I grimaced, falling back onto my pillow. He stood up again, an expression of concern on his face, a word of gentle reprimand at his lips. "You shouldn't make sudden movements like that," he rebuked, shaking his head in disapproval. I narrowed my eyes. "And who are you, to tell me what to do?" I challenged. 

He blanched. I could see it clearly, the colour leaving his cheeks as quickly as shadows flee from sunshine. "What?" I asked softly. 

He blinked, the stunned expression on his face unchanged. "What?" I said again, becoming impatient. Finally, his reply came back to me—foreign words from foreign lips. "They told me you had forgotten, but I didn't—dare believe." 
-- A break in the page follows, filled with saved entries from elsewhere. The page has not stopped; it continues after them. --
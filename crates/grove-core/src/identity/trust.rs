//! Trust-on-first-use verification of peer certificates

use libsql::Connection;
use serde::{Deserialize, Serialize};

use crate::error::{Error, Result};
use crate::models::Peer;
use crate::peers::PeerRegistry;

use super::Fingerprint;

/// How a peer's certificate was accepted for a round.
#[derive(Debug, Clone, Copy, PartialEq, Eq, Serialize, Deserialize)]
#[serde(rename_all = "snake_case")]
pub enum TrustDecision {
    /// First contact: the presented fingerprint is now pinned
    Pinned,
    /// Presented fingerprint matched the pin
    Verified,
    /// Plain HTTP peer, no certificate involved
    Plaintext,
}

/// Compare a presented fingerprint against an optional pin.
///
/// Used inside the TLS handshake, before any protocol bytes are read.
pub fn check_pinned(
    peer_id: &str,
    pinned: Option<&Fingerprint>,
    presented: &Fingerprint,
) -> Result<()> {
    match pinned {
        Some(expected) if expected != presented => Err(Error::TrustViolation {
            peer_id: peer_id.to_string(),
            expected: expected.to_string(),
            presented: presented.to_string(),
        }),
        _ => Ok(()),
    }
}

/// Peer fingerprint bookkeeping backed by the peer registry.
pub struct TrustStore<'a> {
    conn: &'a Connection,
}

impl<'a> TrustStore<'a> {
    pub const fn new(conn: &'a Connection) -> Self {
        Self { conn }
    }

    /// Accept `presented` for `peer`, pinning it on first contact.
    ///
    /// A mismatch never touches the stored fingerprint.
    pub async fn verify_peer(&self, peer: &Peer, presented: &Fingerprint) -> Result<TrustDecision> {
        let peer_id = peer.peer_id.to_string();
        if let Some(pinned) = &peer.certificate_fingerprint {
            return check_pinned(&peer_id, Some(pinned), presented).map(|()| TrustDecision::Verified);
        }

        let registry = PeerRegistry::new(self.conn);
        if registry.pin_fingerprint(&peer.peer_id, presented).await? {
            tracing::info!(peer_id = %peer_id, fingerprint = %presented, "Pinned peer certificate");
            return Ok(TrustDecision::Pinned);
        }

        // Pinned by a concurrent session since `peer` was loaded.
        let current = registry
            .get(&peer.peer_id)
            .await?
            .ok_or_else(|| Error::NotFound(format!("peer {peer_id}")))?;
        check_pinned(&peer_id, current.certificate_fingerprint.as_ref(), presented)
            .map(|()| TrustDecision::Verified)
    }
}

#[cfg(test)]
mod tests {
    use super::*;
    use crate::db::Database;
    use crate::models::PeerRegistration;

    async fn registered_peer(db: &Database) -> Peer {
        PeerRegistry::new(db.connection())
            .register(
                PeerRegistration {
                    peer_id: crate::models::DeviceId::new().to_string(),
                    peer_name: "Desk".into(),
                    peer_url: "https://desk.local:8384".into(),
                    certificate_fingerprint: None,
                },
                None,
            )
            .await
            .unwrap()
    }

    #[test]
    fn check_pinned_accepts_unpinned_and_matching() {
        let fingerprint = Fingerprint::of_der(b"cert-a");
        assert!(check_pinned("p", None, &fingerprint).is_ok());
        assert!(check_pinned("p", Some(&fingerprint), &fingerprint).is_ok());
    }

    #[test]
    fn check_pinned_rejects_mismatch() {
        let pinned = Fingerprint::of_der(b"cert-a");
        let presented = Fingerprint::of_der(b"cert-b");
        let error = check_pinned("p", Some(&pinned), &presented).unwrap_err();
        assert!(matches!(error, Error::TrustViolation { .. }));
    }

    #[tokio::test(flavor = "multi_thread")]
    async fn first_contact_pins_then_enforces() {
        let db = Database::open_in_memory().await.unwrap();
        let peer = registered_peer(&db).await;
        let trust = TrustStore::new(db.connection());
        let registry = PeerRegistry::new(db.connection());

        let first = Fingerprint::of_der(b"cert-a");
        assert_eq!(trust.verify_peer(&peer, &first).await.unwrap(), TrustDecision::Pinned);

        let pinned_peer = registry.get(&peer.peer_id).await.unwrap().unwrap();
        assert_eq!(pinned_peer.certificate_fingerprint.as_ref(), Some(&first));
        assert_eq!(
            trust.verify_peer(&pinned_peer, &first).await.unwrap(),
            TrustDecision::Verified
        );

        let other = Fingerprint::of_der(b"cert-b");
        let error = trust.verify_peer(&pinned_peer, &other).await.unwrap_err();
        assert!(matches!(error, Error::TrustViolation { .. }));

        let after = registry.get(&peer.peer_id).await.unwrap().unwrap();
        assert_eq!(after.certificate_fingerprint, Some(first));
    }

    #[tokio::test(flavor = "multi_thread")]
    async fn stale_unpinned_snapshot_still_enforces_pin() {
        let db = Database::open_in_memory().await.unwrap();
        let stale = registered_peer(&db).await;
        let trust = TrustStore::new(db.connection());

        let first = Fingerprint::of_der(b"cert-a");
        trust.verify_peer(&stale, &first).await.unwrap();

        let other = Fingerprint::of_der(b"cert-b");
        assert!(matches!(
            trust.verify_peer(&stale, &other).await,
            Err(Error::TrustViolation { .. })
        ));
    }
}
I frowned. It was happening all over again. People talked of things I had no clue about, and stormed off when I didn't understand. I didn't want—that. I know I thought I did, and even said I did, but I don't. Not this. Not anymore. 

"Look," I began, my voice unsteady not only because my tongue felt thick and furry in my mouth from unuse, but also because of the chilling premonition that made its presence known by stealing down my back in icy trails. "I don't know what you're talking about, and neither do I care. It's starting over again, and I don't want that. Hear me? I said, enough of this nonsense." 

He would walk away from me. I know it, I know it. He would walk away from me, leaving me with unsaid words and then come back with more trouble. A crying lady, a furious old man. That was what happened the last time. 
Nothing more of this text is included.